Assigned task: Please look for the string "usize" below and report every line in which it occurs.

───

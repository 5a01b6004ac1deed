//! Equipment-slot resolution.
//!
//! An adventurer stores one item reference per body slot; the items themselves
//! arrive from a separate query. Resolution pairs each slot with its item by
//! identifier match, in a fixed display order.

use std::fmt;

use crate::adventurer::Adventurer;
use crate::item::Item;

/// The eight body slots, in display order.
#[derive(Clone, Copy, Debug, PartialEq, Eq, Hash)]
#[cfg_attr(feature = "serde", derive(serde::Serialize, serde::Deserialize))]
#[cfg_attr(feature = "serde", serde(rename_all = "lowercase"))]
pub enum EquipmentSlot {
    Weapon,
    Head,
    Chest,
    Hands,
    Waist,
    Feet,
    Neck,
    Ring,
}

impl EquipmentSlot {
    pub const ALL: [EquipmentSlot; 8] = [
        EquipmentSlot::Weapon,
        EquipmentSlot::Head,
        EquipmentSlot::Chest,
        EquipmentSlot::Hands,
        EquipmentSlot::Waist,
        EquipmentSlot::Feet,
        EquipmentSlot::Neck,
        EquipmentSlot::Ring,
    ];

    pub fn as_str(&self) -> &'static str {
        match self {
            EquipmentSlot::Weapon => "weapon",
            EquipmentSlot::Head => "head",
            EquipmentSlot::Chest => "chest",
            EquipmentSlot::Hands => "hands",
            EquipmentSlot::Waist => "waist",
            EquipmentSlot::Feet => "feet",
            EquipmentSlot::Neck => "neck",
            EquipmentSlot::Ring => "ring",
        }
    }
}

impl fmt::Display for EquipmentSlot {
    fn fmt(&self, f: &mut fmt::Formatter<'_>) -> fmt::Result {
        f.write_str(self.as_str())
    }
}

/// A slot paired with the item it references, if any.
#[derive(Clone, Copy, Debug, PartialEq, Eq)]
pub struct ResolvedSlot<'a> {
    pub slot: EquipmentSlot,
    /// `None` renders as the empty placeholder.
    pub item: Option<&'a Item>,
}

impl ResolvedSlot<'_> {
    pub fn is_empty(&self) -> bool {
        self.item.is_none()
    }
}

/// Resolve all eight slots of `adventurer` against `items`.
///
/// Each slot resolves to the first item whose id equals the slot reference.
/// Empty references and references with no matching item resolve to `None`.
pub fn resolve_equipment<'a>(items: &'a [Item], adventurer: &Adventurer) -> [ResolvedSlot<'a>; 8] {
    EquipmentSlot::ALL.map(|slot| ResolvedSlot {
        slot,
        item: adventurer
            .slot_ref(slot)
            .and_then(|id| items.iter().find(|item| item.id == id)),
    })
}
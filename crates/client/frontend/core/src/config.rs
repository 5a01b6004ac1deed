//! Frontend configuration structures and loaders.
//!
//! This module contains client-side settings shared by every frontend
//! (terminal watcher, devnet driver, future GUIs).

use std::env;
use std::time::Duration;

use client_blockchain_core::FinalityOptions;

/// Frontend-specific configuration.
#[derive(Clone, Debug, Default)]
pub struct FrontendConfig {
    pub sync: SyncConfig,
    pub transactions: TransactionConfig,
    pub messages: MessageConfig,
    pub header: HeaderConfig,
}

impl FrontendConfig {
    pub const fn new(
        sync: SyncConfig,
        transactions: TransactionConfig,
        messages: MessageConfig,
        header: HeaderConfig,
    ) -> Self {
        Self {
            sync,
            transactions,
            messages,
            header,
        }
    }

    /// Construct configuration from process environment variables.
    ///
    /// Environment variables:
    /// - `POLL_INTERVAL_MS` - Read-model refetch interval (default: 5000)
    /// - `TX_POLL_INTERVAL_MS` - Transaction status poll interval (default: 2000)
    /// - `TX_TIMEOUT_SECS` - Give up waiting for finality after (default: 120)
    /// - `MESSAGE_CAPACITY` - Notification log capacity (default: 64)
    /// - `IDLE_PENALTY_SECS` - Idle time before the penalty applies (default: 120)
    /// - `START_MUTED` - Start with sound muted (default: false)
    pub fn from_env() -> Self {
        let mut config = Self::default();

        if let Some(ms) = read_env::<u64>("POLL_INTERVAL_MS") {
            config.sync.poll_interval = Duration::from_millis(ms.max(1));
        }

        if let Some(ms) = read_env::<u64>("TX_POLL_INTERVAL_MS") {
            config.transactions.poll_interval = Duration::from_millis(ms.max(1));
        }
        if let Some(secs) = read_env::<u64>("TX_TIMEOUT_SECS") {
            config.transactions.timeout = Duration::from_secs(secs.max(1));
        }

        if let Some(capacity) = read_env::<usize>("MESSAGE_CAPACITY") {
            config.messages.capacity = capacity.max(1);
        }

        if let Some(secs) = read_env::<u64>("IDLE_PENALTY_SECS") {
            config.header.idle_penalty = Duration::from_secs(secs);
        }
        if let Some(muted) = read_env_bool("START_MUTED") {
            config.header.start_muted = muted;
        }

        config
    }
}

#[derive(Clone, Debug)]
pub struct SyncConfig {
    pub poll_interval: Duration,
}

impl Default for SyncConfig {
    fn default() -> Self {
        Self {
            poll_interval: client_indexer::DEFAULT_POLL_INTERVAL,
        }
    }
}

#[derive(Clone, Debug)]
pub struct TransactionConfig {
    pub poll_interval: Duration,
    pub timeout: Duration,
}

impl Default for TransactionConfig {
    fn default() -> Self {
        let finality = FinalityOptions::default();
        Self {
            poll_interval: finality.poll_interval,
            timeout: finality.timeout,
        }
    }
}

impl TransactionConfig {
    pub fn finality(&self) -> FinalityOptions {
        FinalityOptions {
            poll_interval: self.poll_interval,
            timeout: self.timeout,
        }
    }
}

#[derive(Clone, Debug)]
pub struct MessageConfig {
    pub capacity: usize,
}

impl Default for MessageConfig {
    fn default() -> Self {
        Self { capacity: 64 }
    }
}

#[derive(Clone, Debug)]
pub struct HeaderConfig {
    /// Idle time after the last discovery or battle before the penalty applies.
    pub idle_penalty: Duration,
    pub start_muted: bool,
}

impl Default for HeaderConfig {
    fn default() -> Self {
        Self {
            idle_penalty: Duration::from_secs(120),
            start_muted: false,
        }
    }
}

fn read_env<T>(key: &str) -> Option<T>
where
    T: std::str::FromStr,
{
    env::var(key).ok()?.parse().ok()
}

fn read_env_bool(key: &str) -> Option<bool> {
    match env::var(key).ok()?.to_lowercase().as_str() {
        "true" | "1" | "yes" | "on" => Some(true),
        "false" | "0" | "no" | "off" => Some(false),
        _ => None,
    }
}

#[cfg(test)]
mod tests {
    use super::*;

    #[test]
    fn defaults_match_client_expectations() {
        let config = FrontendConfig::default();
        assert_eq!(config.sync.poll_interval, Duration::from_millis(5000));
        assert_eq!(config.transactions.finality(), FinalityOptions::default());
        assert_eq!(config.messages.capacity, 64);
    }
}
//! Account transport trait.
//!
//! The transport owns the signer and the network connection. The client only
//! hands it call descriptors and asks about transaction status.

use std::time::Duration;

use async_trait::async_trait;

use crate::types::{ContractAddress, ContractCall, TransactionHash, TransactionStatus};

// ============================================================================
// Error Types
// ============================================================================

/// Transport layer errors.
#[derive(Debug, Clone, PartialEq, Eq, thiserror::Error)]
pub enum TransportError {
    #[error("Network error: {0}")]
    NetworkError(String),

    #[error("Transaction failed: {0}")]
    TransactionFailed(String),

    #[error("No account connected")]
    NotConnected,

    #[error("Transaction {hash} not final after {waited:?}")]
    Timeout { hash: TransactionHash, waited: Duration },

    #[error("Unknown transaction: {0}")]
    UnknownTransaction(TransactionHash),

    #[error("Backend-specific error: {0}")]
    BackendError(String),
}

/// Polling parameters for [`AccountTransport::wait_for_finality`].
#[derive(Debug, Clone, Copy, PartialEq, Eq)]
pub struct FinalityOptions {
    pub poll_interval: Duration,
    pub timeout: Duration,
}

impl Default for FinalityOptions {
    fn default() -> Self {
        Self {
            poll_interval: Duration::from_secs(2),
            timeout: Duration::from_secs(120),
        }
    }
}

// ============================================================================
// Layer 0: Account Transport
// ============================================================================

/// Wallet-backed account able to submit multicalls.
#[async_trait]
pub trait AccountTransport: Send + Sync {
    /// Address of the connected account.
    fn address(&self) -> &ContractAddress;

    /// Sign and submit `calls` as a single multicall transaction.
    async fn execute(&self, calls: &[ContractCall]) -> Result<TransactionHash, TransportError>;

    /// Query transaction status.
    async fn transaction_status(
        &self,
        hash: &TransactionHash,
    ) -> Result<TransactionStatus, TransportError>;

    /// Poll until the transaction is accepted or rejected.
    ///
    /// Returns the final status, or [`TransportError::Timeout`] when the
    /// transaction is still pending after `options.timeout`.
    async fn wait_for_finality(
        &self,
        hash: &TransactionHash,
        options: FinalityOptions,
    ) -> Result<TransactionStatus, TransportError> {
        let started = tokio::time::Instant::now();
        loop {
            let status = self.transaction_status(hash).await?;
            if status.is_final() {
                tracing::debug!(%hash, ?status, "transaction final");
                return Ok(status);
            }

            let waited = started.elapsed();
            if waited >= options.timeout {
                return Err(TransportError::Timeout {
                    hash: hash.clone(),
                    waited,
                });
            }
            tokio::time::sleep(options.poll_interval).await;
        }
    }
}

───

Output:
        if let Some(capacity) = read_env::<usize>("MESSAGE_CAPACITY") {
    pub capacity: usize,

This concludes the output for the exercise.